Sarah: This exact issue that Ron is talking about is something that we've been doing quite a bit of work on through our evidenced-based research contract. As we've been digging into the literature, digging into the research, there's quite a bit of research on telehealth, what we know as sort of synchronous telehealth that has sprung up especially since COVID, where a provider provides a service that is hopefully evidence-based through a computer screen or through the telephone that normally would have done in person.

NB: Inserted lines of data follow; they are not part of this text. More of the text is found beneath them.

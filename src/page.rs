//! Primitive allocation from the OS: round byte counts up to page
//! multiples, mmap/munmap page-aligned anonymous regions, and abort
//! the process with a diagnostic when the OS cannot satisfy a
//! mapping request.
//!
//! The actual mmap/munmap syscalls are an out-of-scope external
//! collaborator (spec §1); we reach them through `libc` directly
//! rather than vendoring a C shim, since nothing here needs more than
//! what `libc::mmap`/`libc::munmap` already expose.
#[cfg(any(
    all(test, feature = "check_contracts_in_tests"),
    feature = "check_contracts"
))]
use contracts::*;
#[cfg(not(any(
    all(test, feature = "check_contracts_in_tests"),
    feature = "check_contracts"
)))]
use disabled_contracts::*;

use std::ffi::c_void;
use std::ptr::NonNull;

/// The schedule in `size_class` is tuned to 4KiB pages; we don't
/// probe `sysconf(_SC_PAGESIZE)` because every platform this crate
/// targets uses that page size for anonymous mmap.
pub const PAGE_SIZE: usize = 4096;

#[inline]
fn round_up_to_page(bytes: usize) -> usize {
    let pages = (bytes + PAGE_SIZE - 1) / PAGE_SIZE;
    pages * PAGE_SIZE
}

/// Emits a diagnostic naming the OS failure and aborts the process.
/// There is no recovery path: allocation either succeeds or the
/// process ends (spec §7).
#[cold]
fn die(what: &str) -> ! {
    let err = errno::errno();
    log::error!("bucketalloc: {} failed: {}", what, err);
    std::process::abort();
}

/// Obtains a fresh page-aligned region of at least `bytes` bytes,
/// rounded up to a whole number of pages. Aborts on failure.
#[ensures(ret.1 % PAGE_SIZE == 0, "the returned size is a whole number of pages")]
#[ensures(ret.1 >= bytes, "the returned region covers at least the request")]
#[ensures(ret.0.as_ptr() as usize % PAGE_SIZE == 0, "the returned address is page-aligned")]
pub fn acquire(bytes: usize) -> (NonNull<u8>, usize) {
    let size = round_up_to_page(bytes.max(1));

    let addr = unsafe {
        libc::mmap(
            std::ptr::null_mut(),
            size,
            libc::PROT_READ | libc::PROT_WRITE,
            libc::MAP_PRIVATE | libc::MAP_ANONYMOUS,
            -1,
            0,
        )
    };

    if addr == libc::MAP_FAILED {
        die("mmap");
    }

    let ptr = NonNull::new(addr as *mut u8).unwrap_or_else(|| die("mmap returned null"));
    (ptr, size)
}

/// Releases exactly the region previously returned by a matching
/// `acquire` call (same pointer, same rounded-up size).
#[requires(size % PAGE_SIZE == 0, "only whole pages are ever released")]
pub unsafe fn release(region: NonNull<u8>, size: usize) {
    if size == 0 {
        return;
    }

    let ret = libc::munmap(region.as_ptr() as *mut c_void, size);
    if ret != 0 {
        die("munmap");
    }
}
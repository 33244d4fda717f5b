//! A small, fixed number of independent arenas stripe contention
//! across threads. Each arena owns one chunk-list sentinel per size
//! class, guarded by a single mutex (spec §4.6, Variant A).
use std::cell::Cell;
use std::ptr::NonNull;
use std::sync::Mutex;

use crate::bucket_list;
use crate::chunk::{BlockHeader, BucketChunkHeader};
use crate::size_class::SCHEDULE;

/// Recommended arena count from spec §3 ("recommend 4").
#[cfg(not(feature = "test_only_small_constants"))]
pub const NUM_ARENAS: usize = 4;

/// Shrunk under `test_only_small_constants` (mirrors the teacher's own
/// use of that feature in `magazine_impl.rs`): fewer arenas means the
/// trylock round-robin and the favorite-arena handoff get exercised
/// with far less concurrent traffic per test run.
#[cfg(feature = "test_only_small_constants")]
pub const NUM_ARENAS: usize = 2;

struct ArenaState {
    /// One sentinel per size class; `class_heads[i]` anchors the
    /// chunk list for `SCHEDULE[i]` in this arena. Each sentinel comes
    /// out of `new_sentinel()` unlinked (`next`/`prev` null) and stays
    /// that way through every move `ArenaState` still has ahead of it
    /// (into a `Mutex`, into the arena array, into `lazy_static`
    /// storage): self-linking here would bake in the address of a
    /// temporary that's about to be moved away from.
    /// `bucket_list::find_or_create_chunk_with_space` self-links each
    /// sentinel lazily, the first time it's used at its final address.
    class_heads: [BucketChunkHeader; SCHEDULE.len()],
}

impl ArenaState {
    fn new() -> ArenaState {
        ArenaState {
            class_heads: [
                bucket_list::new_sentinel(),
                bucket_list::new_sentinel(),
                bucket_list::new_sentinel(),
                bucket_list::new_sentinel(),
                bucket_list::new_sentinel(),
                bucket_list::new_sentinel(),
                bucket_list::new_sentinel(),
                bucket_list::new_sentinel(),
            ],
        }
    }
}

pub struct Arena {
    state: Mutex<ArenaState>,
}

impl Arena {
    fn new() -> Arena {
        Arena {
            state: Mutex::new(ArenaState::new()),
        }
    }
}

lazy_static::lazy_static! {
    // Process-global, initialized exactly once on first use; never
    // destroyed (spec §3, "Lifecycle"). `lazy_static`'s `Once` is the
    // "one-shot mutex, double-checked" spec §4.8 step 1 asks for.
    static ref ARENAS: [Arena; NUM_ARENAS] = [(); NUM_ARENAS].map(|_| Arena::new());
}

thread_local! {
    // The thread-local hint for which arena to try first. Starts at
    // 0 and is updated to whichever arena the thread last
    // successfully locked (spec §3, "Thread affinity").
    static FAVORITE_ARENA: Cell<usize> = Cell::new(0);
}

/// Allocates one object of `class_index` from whichever arena this
/// thread can lock first, trying its favorite arena before the
/// others in round-robin order (spec §4.6).
pub fn allocate(class_index: usize) -> NonNull<u8> {
    let class = &SCHEDULE[class_index];
    let start = FAVORITE_ARENA.with(Cell::get);

    loop {
        for offset in 0..NUM_ARENAS {
            let arena_index = (start + offset) % NUM_ARENAS;

            if let Ok(mut guard) = ARENAS[arena_index].state.try_lock() {
                FAVORITE_ARENA.with(|fav| fav.set(arena_index));

                let sentinel = &mut guard.class_heads[class_index] as *mut BucketChunkHeader;
                let block = unsafe {
                    let chunk = bucket_list::find_or_create_chunk_with_space(
                        sentinel,
                        class_index,
                        class,
                        arena_index,
                    );
                    bucket_list::claim_slot(chunk, class.element_size)
                };
                return block;
            }
        }
        // Every arena was contended this cycle; try again. No thread
        // sleeps here (spec §5) — this just spins on `try_lock`.
    }
}

/// Releases `block`, a payload previously returned by `allocate` for
/// `class_index` from arena `arena_index`. Blocks until that arena's
/// lock is available: free does not migrate chunks between arenas
/// (spec §4.6).
///
/// # Safety
/// `chunk` and `block` must come from a matching, not-yet-freed
/// `allocate` call.
pub unsafe fn release(
    arena_index: usize,
    class_index: usize,
    chunk: NonNull<BucketChunkHeader>,
    block: NonNull<BlockHeader>,
) {
    let class = &SCHEDULE[class_index];
    // Held for the duration of `release_slot`, which mutates this
    // chunk's bitmap and possibly its arena's list links: the guard
    // itself is the mutual exclusion spec I5 requires, even though
    // `release_slot` operates through raw pointers rather than `guard`.
    let _guard = ARENAS[arena_index].state.lock().unwrap();
    bucket_list::release_slot(chunk, block, class);
}
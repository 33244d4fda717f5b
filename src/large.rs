//! The large-allocation path: requests too big for any bucket are
//! mapped directly, one `mmap` per allocation, with no locking (spec
//! §4.7) — each mapping is independent of every other.
use std::ptr::NonNull;

use crate::chunk::{BlockHeader, ChunkHeader};
use crate::page;

/// Maps a fresh region sized to hold `n` payload bytes plus both
/// headers, stamps a large `ChunkHeader` and a `BlockHeader`, and
/// returns the payload address.
pub fn allocate(n: usize) -> NonNull<u8> {
    let header_bytes = std::mem::size_of::<ChunkHeader>() + std::mem::size_of::<BlockHeader>();
    let (region, mapped_size) = page::acquire(n + header_bytes);

    let chunk = region.as_ptr() as *mut ChunkHeader;
    unsafe {
        std::ptr::write(chunk, ChunkHeader::large(mapped_size));

        let block = chunk.add(1) as *mut BlockHeader;
        std::ptr::write(
            block,
            BlockHeader {
                parent_chunk: NonNull::new_unchecked(chunk),
            },
        );

        NonNull::new_unchecked(block.add(1) as *mut u8)
    }
}

/// Unmaps the whole region backing a large allocation.
///
/// # Safety
/// `chunk` must be the `ChunkHeader` of a still-live large allocation
/// (i.e. `chunk.is_large()`).
pub unsafe fn release(chunk: NonNull<ChunkHeader>) {
    let chunk_size = chunk.as_ref().chunk_size;
    page::release(chunk.cast::<u8>(), chunk_size);
}

/// Usable payload bytes for a live large allocation, needed by
/// `reallocate` to decide whether a copy is necessary (spec §4.8).
pub unsafe fn usable_size(chunk: NonNull<ChunkHeader>) -> usize {
    let header_bytes = std::mem::size_of::<ChunkHeader>() + std::mem::size_of::<BlockHeader>();
    chunk.as_ref().chunk_size - header_bytes
}
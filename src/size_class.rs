//! The static schedule mapping a requested (post-header) byte count
//! to a bucket index, element size, and chunk page count.
//!
//! The schedule and its "all slots free" bitmap constants are carried
//! over bit-for-bit from the C allocator this crate's specification
//! was distilled from (`SUPPORTED_BUCKETS_*` in `opt_malloc.c`).
use static_assertions::const_assert;

use crate::bitmap::Bitmap256;
use crate::page::PAGE_SIZE;

/// One size class ("bucket") in the schedule.
#[derive(Clone, Copy, Debug)]
pub struct SizeClass {
    /// Byte size of one slot, including the per-allocation block header.
    pub element_size: usize,
    /// Number of pages a single chunk of this class spans.
    pub pages: usize,
    /// Number of real slots in one chunk of this class.
    pub slot_count: usize,
    /// The bitmap value meaning "every real slot free, every padding
    /// position (beyond `slot_count`) busy." A chunk transitions back
    /// to this value exactly when its last live allocation is freed.
    pub empty_bitmap: Bitmap256,
}

const fn full() -> u64 {
    u64::MAX
}

/// Eight size classes, smallest first. See spec §3 for the derivation
/// of each `slot_count` from `element_size` and `pages`.
pub static SCHEDULE: [SizeClass; 8] = [
    SizeClass {
        element_size: 24,
        pages: 1,
        slot_count: 168,
        empty_bitmap: Bitmap256::from_lanes([full(), 0xFFFFFF0000000000, 0, 0]),
    },
    SizeClass {
        element_size: 32,
        pages: 1,
        slot_count: 126,
        empty_bitmap: Bitmap256::from_lanes([full(), full(), 0xC000000000000000, 0]),
    },
    SizeClass {
        element_size: 40,
        pages: 1,
        slot_count: 100,
        empty_bitmap: Bitmap256::from_lanes([full(), full(), 0xFFFFFFF000000000, 0]),
    },
    SizeClass {
        element_size: 72,
        pages: 1,
        slot_count: 56,
        empty_bitmap: Bitmap256::from_lanes([full(), full(), full(), 0xFF00000000000000]),
    },
    SizeClass {
        element_size: 520,
        pages: 8,
        slot_count: 62,
        empty_bitmap: Bitmap256::from_lanes([full(), full(), full(), 0xC000000000000000]),
    },
    SizeClass {
        element_size: 1032,
        pages: 16,
        slot_count: 63,
        empty_bitmap: Bitmap256::from_lanes([full(), full(), full(), 0x8000000000000000]),
    },
    SizeClass {
        element_size: 2056,
        pages: 16,
        slot_count: 31,
        empty_bitmap: Bitmap256::from_lanes([full(), full(), full(), 0xFFFFFFFF80000000]),
    },
    SizeClass {
        element_size: 4104,
        pages: 16,
        slot_count: 15,
        empty_bitmap: Bitmap256::from_lanes([full(), full(), full(), 0xFFFFFFFFFFFF8000]),
    },
];

/// Largest post-header byte count servable by any bucket; anything
/// bigger goes through the large-allocation path.
pub const MAX_BUCKETED_SIZE: usize = SCHEDULE[SCHEDULE.len() - 1].element_size;

// The schedule must be strictly increasing for `classify`'s
// first-fit rule to have no ties, and every chunk must actually fit
// in its declared page count.
const_assert!(SCHEDULE[0].element_size < SCHEDULE[1].element_size);
const_assert!(SCHEDULE[1].element_size < SCHEDULE[2].element_size);
const_assert!(SCHEDULE[2].element_size < SCHEDULE[3].element_size);
const_assert!(SCHEDULE[3].element_size < SCHEDULE[4].element_size);
const_assert!(SCHEDULE[4].element_size < SCHEDULE[5].element_size);
const_assert!(SCHEDULE[5].element_size < SCHEDULE[6].element_size);
const_assert!(SCHEDULE[6].element_size < SCHEDULE[7].element_size);

// Every class's element size must be a multiple of 8: payloads sit
// right after the pointer-sized block header, so this is what keeps
// every slot's payload aligned to `alignof(max_align_t)` (spec §6, P3).
const_assert!(SCHEDULE[0].element_size % 8 == 0);
const_assert!(SCHEDULE[1].element_size % 8 == 0);
const_assert!(SCHEDULE[2].element_size % 8 == 0);
const_assert!(SCHEDULE[3].element_size % 8 == 0);
const_assert!(SCHEDULE[4].element_size % 8 == 0);
const_assert!(SCHEDULE[5].element_size % 8 == 0);
const_assert!(SCHEDULE[6].element_size % 8 == 0);
const_assert!(SCHEDULE[7].element_size % 8 == 0);

/// Outcome of classifying a requested byte count.
#[derive(Clone, Copy, PartialEq, Eq, Debug)]
pub enum Classification {
    /// Index into [`SCHEDULE`].
    Bucket(usize),
    /// Exceeds every bucket; served by the large-allocation path.
    Large,
}

/// Classifies `size` (the caller's requested bytes, plus the
/// per-allocation block header) into a bucket or the large path.
///
/// The smallest class whose element size strictly exceeds `size`
/// wins; classes are strictly increasing so there are no ties.
pub fn classify(size: usize) -> Classification {
    for (index, class) in SCHEDULE.iter().enumerate() {
        if size < class.element_size {
            return Classification::Bucket(index);
        }
    }
    Classification::Large
}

What Ron is talking about with these asynchronous apps and programs, and artificial intelligence is, I think, it's the future but I do want to underscore that the research seems to be very, very new and we do need... You can imagine a scenario where these could explode, and it would be very difficult for providers to figure out what they should be essentially prescribing to their clients, or what they should be recommending to their clients, or what a person who’s taking some amount of help and treatment, and looking at the app store or googling is about to know what they're getting is actually evidence-based, that it's going to help them and certainly not harm them.
I just want to underscore your point, Ron, that we need leadership and we need a research agenda probably around this, something very formal where these new technologies are being rigorously tested to ensure that they do work and they don't harm.
Ron: Yeah, excellent. Agree completely.
Eric: “Agree completely” is always a good place to stop.
Ron: Stop while you’re ahead, basically.
Eric: Yeah, right.
Sarah: I just wanted to... I think we set out here a lot of concerns that we have with the behavioral health workforce, and a lot to be done. There's a lot of work to be done, and there's a call for leadership and funding, and policy change, and all of that is difficult to do. But I do want to kind of bring us back to the beginning where we were discussing this as a social justice movement. I think there's two huge areas of hope, which is the first is that there's this increasing awareness of the importance of equity and social justice.
As Ron said at the beginning, we are talking about this all the time. It is everywhere, and I hope that we continue to talk about it and to reorient our systems and reorient our thinking, and reorient our policy and our research to be thinking about issues of equity and measuring it, and looking to transform our systems in a way that bends toward social justice. Then I think, in the same way, and we've mentioned this, but just to underscore that there's been also at the same time an increasing awareness in how common mental health and substance abuse needs are, that it's something that touches every family and everyone throughout the lifespan.
I think that, as both issues of equity and issues of mental health and substance use needs come more into the light, that we'll be able to make some progress on these very, very hard problems.
Eric: Very nice. Ron, anything you wanted to add?
Ron: Amen.
Eric: Well, great. You guys have laid out a lot of issues that we wanted to address. The good news is, we're going to unpack at least some of this in subsequent episodes of this podcast series.
Sarah: Mm-hmm (affirmative).
Eric: Thank you both for joining me.
Sarah: Thank you.
Ron: Okay. Appreciate it.
Eric: And thank you for listening to this Abt podcast.